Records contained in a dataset

· · ·

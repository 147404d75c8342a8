//! Per-sensor BLE state machine.
//!
//! One instance per sensor. Owns its BLE connection and its fragmentation
//! buffer exclusively -- never shared across tasks. Driven by
//! `tokio::select!` over the notification stream, a keep-alive ticker, and
//! a `watch`-channel cancellation signal.

use btleplug::api::{Central, Peripheral as _, WriteType};
use btleplug::platform::Peripheral;
use fireline_protocol::{Device, Reading};
use fireline_parse::{parse_accel_frame, parse_foot_frame, ACCEL_FRAME_LEN};
use futures_util::StreamExt;
use std::time::Duration;
use tokio::sync::{mpsc, watch};
use tracing::{debug, info, warn};
use uuid::Uuid;

#[derive(Debug, thiserror::Error)]
pub enum SensorSessionError {
    #[error("BLE error: {0}")]
    Ble(#[from] btleplug::Error),
    #[error("peer not present after {0} connect attempts")]
    ConnectExhausted(u32),
}

/// Static configuration for one Sensor Session.
#[derive(Debug, Clone)]
pub struct SensorSessionConfig {
    pub device: Device,
    pub characteristic_uuid: Uuid,
    pub throttle: u32,
    pub max_connect_attempts: u32,
    pub start_command: Option<Vec<u8>>,
    pub stop_command: Option<Vec<u8>>,
    pub keep_alive: Option<KeepAliveConfig>,
}

#[derive(Debug, Clone)]
pub struct KeepAliveConfig {
    pub bytes: Vec<u8>,
    pub period: Duration,
}

const CONNECT_ATTEMPT_SPACING: Duration = Duration::from_secs(3);
const CONNECT_DEADLINE: Duration = Duration::from_secs(10);
const WRITE_DEADLINE: Duration = Duration::from_secs(1);

/// Reassembles fragmented BLE notifications into complete frames and
/// parses them, owned exclusively by one Sensor Session.
struct FragmentBuffer {
    device: Device,
    buf: Vec<u8>,
}

impl FragmentBuffer {
    fn new(device: Device) -> Self {
        FragmentBuffer { device, buf: Vec::new() }
    }

    /// Append newly-received bytes and drain every complete frame found.
    fn push(&mut self, chunk: &[u8]) -> Vec<Reading> {
        self.buf.extend_from_slice(chunk);
        match self.device {
            Device::LeftFoot | Device::RightFoot => self.drain_foot_frames(),
            Device::Accelerometer => self.drain_accel_frames(),
        }
    }

    fn drain_foot_frames(&mut self) -> Vec<Reading> {
        let mut out = Vec::new();
        while let Some(nl) = self.buf.iter().position(|&b| b == b'\n') {
            let line_bytes: Vec<u8> = self.buf.drain(..=nl).collect();
            let line = String::from_utf8_lossy(&line_bytes[..line_bytes.len() - 1]);
            match parse_foot_frame(&line) {
                Ok(frame) => out.push(Reading::Foot(fireline_protocol::reading::FootReading {
                    timestamp: now_iso8601_millis(),
                    device: frame.device,
                    values: frame.values,
                    max: frame.max,
                    avg: frame.avg,
                    active_count: frame.active_count,
                })),
                Err(e) => debug!(error = %e, "malformed foot frame dropped"),
            }
        }
        out
    }

    fn drain_accel_frames(&mut self) -> Vec<Reading> {
        let mut out = Vec::new();
        loop {
            if self.buf.len() < ACCEL_FRAME_LEN {
                break;
            }
            match parse_accel_frame(&self.buf[..ACCEL_FRAME_LEN]) {
                Ok(frame) => {
                    self.buf.drain(..ACCEL_FRAME_LEN);
                    out.push(Reading::Accel(fireline_protocol::reading::AccelReading {
                        timestamp: now_iso8601_millis(),
                        acc: frame.acc,
                        gyro: frame.gyro,
                        angle: frame.angle,
                    }));
                }
                Err(_) => {
                    // Header mismatch: drop one byte and resync. Converges
                    // within at most one frame length.
                    self.buf.remove(0);
                }
            }
        }
        out
    }
}

/// Per-session frame counter: a frame is forwarded iff `k mod N == 0`,
/// where `k` is the count of valid parsed frames seen so far.
struct Throttle {
    n: u32,
    k: u32,
}

impl Throttle {
    fn new(n: u32) -> Self {
        Throttle { n: n.max(1), k: 0 }
    }

    /// Checks before incrementing, so the first valid frame (`k == 0`)
    /// always forwards regardless of `n`.
    fn should_forward(&mut self) -> bool {
        let forward = self.k % self.n == 0;
        self.k += 1;
        forward
    }
}

/// Run one Sensor Session to completion (either cancellation or fatal
/// exhaustion of connect attempts). `readings_tx` receives every Reading
/// that survives parsing and throttling, in parse order.
pub async fn run_sensor_session(
    adapter: btleplug::platform::Adapter,
    peer_address: btleplug::api::BDAddr,
    cfg: SensorSessionConfig,
    readings_tx: mpsc::Sender<Reading>,
    mut shutdown: watch::Receiver<bool>,
) -> Result<(), SensorSessionError> {
    let peripheral = connect_with_retries(&adapter, peer_address, cfg.max_connect_attempts).await?;

    if let Some(start) = &cfg.start_command {
        let _ = tokio::time::timeout(
            WRITE_DEADLINE,
            peripheral.write(
                &find_characteristic(&peripheral, cfg.characteristic_uuid).await?,
                start,
                WriteType::WithoutResponse,
            ),
        )
        .await;
    }

    let characteristic = find_characteristic(&peripheral, cfg.characteristic_uuid).await?;
    peripheral.subscribe(&characteristic).await?;
    let mut notifications = peripheral.notifications().await?;

    let mut fragbuf = FragmentBuffer::new(cfg.device);
    let mut throttle = Throttle::new(cfg.throttle);

    let mut keep_alive_ticker = cfg.keep_alive.as_ref().map(|ka| tokio::time::interval(ka.period));

    info!(device = ?cfg.device, "sensor session streaming");

    loop {
        tokio::select! {
            biased;
            _ = shutdown.changed() => {
                if *shutdown.borrow() {
                    break;
                }
            }
            Some(notif) = notifications.next() => {
                let readings = fragbuf.push(&notif.value);
                for reading in readings {
                    if throttle.should_forward() {
                        if readings_tx.send(reading).await.is_err() {
                            break;
                        }
                    }
                }
            }
            _ = tick(&mut keep_alive_ticker) => {
                if let Some(ka) = &cfg.keep_alive {
                    let _ = tokio::time::timeout(
                        WRITE_DEADLINE,
                        peripheral.write(&characteristic, &ka.bytes, WriteType::WithoutResponse),
                    ).await;
                }
            }
        }
    }

    if let Some(stop) = &cfg.stop_command {
        let _ = tokio::time::timeout(
            WRITE_DEADLINE,
            peripheral.write(&characteristic, stop, WriteType::WithoutResponse),
        )
        .await;
    }
    let _ = peripheral.unsubscribe(&characteristic).await;
    let _ = peripheral.disconnect().await;

    Ok(())
}

async fn tick(ticker: &mut Option<tokio::time::Interval>) {
    match ticker {
        Some(t) => {
            t.tick().await;
        }
        None => std::future::pending::<()>().await,
    }
}

async fn connect_with_retries(
    adapter: &btleplug::platform::Adapter,
    peer_address: btleplug::api::BDAddr,
    max_attempts: u32,
) -> Result<Peripheral, SensorSessionError> {
    for attempt in 1..=max_attempts {
        match tokio::time::timeout(CONNECT_DEADLINE, try_connect(adapter, peer_address)).await {
            Ok(Ok(peripheral)) => return Ok(peripheral),
            Ok(Err(e)) => warn!(attempt, error = %e, "BLE connect attempt failed"),
            Err(_) => warn!(attempt, "BLE connect attempt timed out"),
        }
        if attempt < max_attempts {
            tokio::time::sleep(CONNECT_ATTEMPT_SPACING).await;
        }
    }
    Err(SensorSessionError::ConnectExhausted(max_attempts))
}

async fn try_connect(
    adapter: &btleplug::platform::Adapter,
    peer_address: btleplug::api::BDAddr,
) -> Result<Peripheral, btleplug::Error> {
    let peripherals = adapter.peripherals().await?;
    let peripheral = peripherals
        .into_iter()
        .find(|p| p.address() == peer_address)
        .ok_or(btleplug::Error::DeviceNotFound)?;
    peripheral.connect().await?;
    peripheral.discover_services().await?;
    Ok(peripheral)
}

async fn find_characteristic(
    peripheral: &Peripheral,
    uuid: Uuid,
) -> Result<btleplug::api::Characteristic, SensorSessionError> {
    let characteristic = peripheral
        .characteristics()
        .into_iter()
        .find(|c| c.uuid == uuid)
        .ok_or(btleplug::Error::NotSupported(
            "characteristic not found".to_owned(),
        ))?;
    Ok(characteristic)
}

fn now_iso8601_millis() -> String {
    chrono::Utc::now().to_rfc3339_opts(chrono::SecondsFormat::Millis, true)
}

· · ·

- What to work on: Look through the entries above and find each line where the word "mpsc" occurs; copy those lines.

- Response area:
use tokio::sync::{mpsc, watch};
    readings_tx: mpsc::Sender<Reading>,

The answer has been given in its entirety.